Tree-ing is Believing
New York City has a lot of trees – over 5.2 million of them! Some live in our city’s parks, more than a few live in our backyards (for those lucky enough to have them), and many of them live right on the streets. They provide New Yorkers with fresh air and shade, and give us some relief from the hustle and bustle by giving us a glimpse of nature.
But 5.2 million?! Who’s taking care of all these trees? MillionTreesNYC (MTNYC) set out to put that responsibility directly into the hands of everyday New Yorkers.
MTNYC is one of many campaigns that are a part of PlaNYC, an effort started in 2007 to prepare the city for the projected growth to 9.1 million residents by 2030. MTNYC’s initial goal was to plant one million trees throughout the five boroughs to improve air quality and beautify the city. The program met that goal in late 2015, and increased the number of trees in New York City by 20 percent.
But rather than just planting trees and forgetting about them, the program builds on its original goal by encouraging individuals and businesses in the city to get involved and care for the plant life that surrounds them. One way you can do this is to check out MTNYC’s TreeLC map, find trees in your neighborhood in need of help, and adopt them. From there, you can provide specialized care for your tree (in addition to the attention that the NYC Parks Department gives every street tree), track its progress, install tree guards, and even join Stewardship Projects to care for trees in other neighborhoods.

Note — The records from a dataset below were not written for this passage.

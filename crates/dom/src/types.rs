//! Core type definitions
//!
//! Key design principles:
//! 1. Use u32 for indices (4 bytes vs 8 bytes pointer)
//! 2. Parent and owner are ids, never owning pointers
//! 3. Use SmallVec for child/attribute lists (most nodes have few)
//! 4. One payload enum per record, shaped by the node kind

use indexmap::IndexMap;
use serde::{Deserialize, Serialize};
use smallvec::SmallVec;
use std::ops::{BitAnd, BitOr, BitOrAssign};

/// Node identifier (index into arena)
pub type NodeId = u32;

/// Namespace bound to the `xml` prefix.
pub const XML_NAMESPACE: &str = "http://www.w3.org/XML/1998/namespace";

/// Namespace of `xmlns` declarations themselves.
pub const XMLNS_NAMESPACE: &str = "http://www.w3.org/2000/xmlns/";

/// W3C DOM node kinds with their numeric codes
#[derive(Debug, Clone, Copy, PartialEq, Eq, Hash, Serialize, Deserialize)]
#[repr(u8)]
pub enum NodeType {
    Element = 1,
    Attribute = 2,
    Text = 3,
    CdataSection = 4,
    EntityReference = 5,
    Entity = 6,
    ProcessingInstruction = 7,
    Comment = 8,
    Document = 9,
    DocumentType = 10,
    DocumentFragment = 11,
    Notation = 12,
}

impl NodeType {
    pub fn from_u8(value: u8) -> Option<Self> {
        match value {
            1 => Some(NodeType::Element),
            2 => Some(NodeType::Attribute),
            3 => Some(NodeType::Text),
            4 => Some(NodeType::CdataSection),
            5 => Some(NodeType::EntityReference),
            6 => Some(NodeType::Entity),
            7 => Some(NodeType::ProcessingInstruction),
            8 => Some(NodeType::Comment),
            9 => Some(NodeType::Document),
            10 => Some(NodeType::DocumentType),
            11 => Some(NodeType::DocumentFragment),
            12 => Some(NodeType::Notation),
            _ => None,
        }
    }

    pub fn code(self) -> u8 {
        self as u8
    }

    /// Fixed `nodeName` for kinds that do not carry their own name.
    pub fn fixed_name(self) -> Option<&'static str> {
        match self {
            NodeType::Text => Some("#text"),
            NodeType::CdataSection => Some("#cdata-section"),
            NodeType::Comment => Some("#comment"),
            NodeType::Document => Some("#document"),
            NodeType::DocumentFragment => Some("#document-fragment"),
            _ => None,
        }
    }

    /// Text, Comment and CDATASection.
    pub fn is_character_data(self) -> bool {
        matches!(
            self,
            NodeType::Text | NodeType::CdataSection | NodeType::Comment
        )
    }

    /// Kinds that may hold child nodes.
    pub fn is_container(self) -> bool {
        matches!(
            self,
            NodeType::Element
                | NodeType::Document
                | NodeType::DocumentFragment
                | NodeType::EntityReference
        )
    }

    /// Kinds whose `parentNode` is always null.
    pub fn forbids_parent(self) -> bool {
        matches!(
            self,
            NodeType::Attribute
                | NodeType::Document
                | NodeType::DocumentFragment
                | NodeType::Entity
                | NodeType::Notation
        )
    }
}

/// publicId/systemId/internal subset of a document type
#[derive(Debug, Clone, Default, PartialEq, Eq, Serialize, Deserialize)]
#[serde(rename_all = "camelCase")]
pub struct DoctypeIds {
    pub public_id: Option<String>,
    pub system_id: Option<String>,
    pub internal_subset: Option<String>,
}

impl DoctypeIds {
    pub fn new(public_id: Option<&str>, system_id: Option<&str>) -> Self {
        Self {
            public_id: public_id.map(String::from),
            system_id: system_id.map(String::from),
            internal_subset: None,
        }
    }
}

/// Kind-dependent data stored on a record
#[derive(Debug, Clone, PartialEq, Serialize, Deserialize)]
#[serde(rename_all = "camelCase")]
pub enum Payload {
    None,
    /// Character data, PI data or attribute value
    Data(String),
    DocumentType(DoctypeIds),
    Document { base_uri: String },
}

/// Creation input handed to [`crate::DomArena::create`]
#[derive(Debug, Clone, Default)]
pub enum NodeInit {
    #[default]
    Empty,
    Data(String),
    /// Expanded into Attribute records in map order
    Attributes(IndexMap<String, String>),
    DocumentType(DoctypeIds),
    BaseUri(String),
}

impl From<&str> for NodeInit {
    fn from(data: &str) -> Self {
        NodeInit::Data(data.to_string())
    }
}

impl From<String> for NodeInit {
    fn from(data: String) -> Self {
        NodeInit::Data(data)
    }
}

/// The tree node record
///
/// - `attribute_ids` is only populated for elements and never overlaps
///   `children_ids`
/// - `owner_id` survives detachment
/// - Documents own themselves
#[derive(Debug, Clone, Serialize, Deserialize)]
pub struct DomNode {
    pub node_id: NodeId,
    pub node_type: NodeType,

    pub parent_id: Option<NodeId>,
    pub owner_id: Option<NodeId>,
    pub children_ids: SmallVec<[NodeId; 4]>,
    pub attribute_ids: SmallVec<[NodeId; 4]>,

    pub node_name: String,
    /// URI given at namespaced creation, if any
    pub namespace_uri: Option<String>,
    pub payload: Payload,
}

impl DomNode {
    pub fn new(node_id: NodeId, node_type: NodeType, node_name: String, payload: Payload) -> Self {
        Self {
            node_id,
            node_type,
            parent_id: None,
            owner_id: None,
            children_ids: SmallVec::new(),
            attribute_ids: SmallVec::new(),
            node_name,
            namespace_uri: None,
            payload,
        }
    }

    /// Character payload, if the kind carries one
    pub fn data(&self) -> Option<&str> {
        match &self.payload {
            Payload::Data(data) => Some(data),
            _ => None,
        }
    }

    pub fn data_mut(&mut self) -> Option<&mut String> {
        match &mut self.payload {
            Payload::Data(data) => Some(data),
            _ => None,
        }
    }

    pub fn doctype_ids(&self) -> Option<&DoctypeIds> {
        match &self.payload {
            Payload::DocumentType(ids) => Some(ids),
            _ => None,
        }
    }

    pub fn is_element(&self) -> bool {
        self.node_type == NodeType::Element
    }

    pub fn is_text(&self) -> bool {
        self.node_type == NodeType::Text
    }

    /// Part of the name before the first `:`
    pub fn prefix(&self) -> Option<&str> {
        crate::utils::split_qualified_name(&self.node_name).0
    }

    /// Part of the name after the first `:`
    pub fn local_name(&self) -> &str {
        crate::utils::split_qualified_name(&self.node_name).1
    }
}

/// Bitmask returned by `compare_document_position`
#[derive(Debug, Clone, Copy, Default, PartialEq, Eq, Hash)]
pub struct DocumentPosition(u16);

impl DocumentPosition {
    pub const DISCONNECTED: Self = Self(0x01);
    pub const PRECEDING: Self = Self(0x02);
    pub const FOLLOWING: Self = Self(0x04);
    pub const CONTAINS: Self = Self(0x08);
    pub const CONTAINED_BY: Self = Self(0x10);
    pub const IMPLEMENTATION_SPECIFIC: Self = Self(0x20);

    pub const fn empty() -> Self {
        Self(0)
    }

    pub const fn bits(self) -> u16 {
        self.0
    }

    pub const fn contains(self, other: Self) -> bool {
        self.0 & other.0 == other.0
    }

    pub const fn is_empty(self) -> bool {
        self.0 == 0
    }
}

impl BitOr for DocumentPosition {
    type Output = Self;

    fn bitor(self, rhs: Self) -> Self {
        Self(self.0 | rhs.0)
    }
}

impl BitOrAssign for DocumentPosition {
    fn bitor_assign(&mut self, rhs: Self) {
        self.0 |= rhs.0;
    }
}

impl BitAnd for DocumentPosition {
    type Output = Self;

    fn bitand(self, rhs: Self) -> Self {
        Self(self.0 & rhs.0)
    }
}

Radish Lab recently became the proud parents of two Japanese Tree Lillies (one young and the other not so young) at the corner of White and McKibbin St., just a stone’s throw from our office. We wanted to honor Earth Day (and Arbor Day next Friday) and we’re all about things that promote environmentalism, build community pride, and make our neighborhood a nice place to live. We love the work that MillionTreesNYC has done to make our home beautiful, and the entire Radish Team is excited to take part in that effort.
If you or your organization want to adopt a tree, you totally should. You won’t be-leaf how much fun it can be. (Sorry, we’re also generous supporters of the adopt-a-pun campaign.)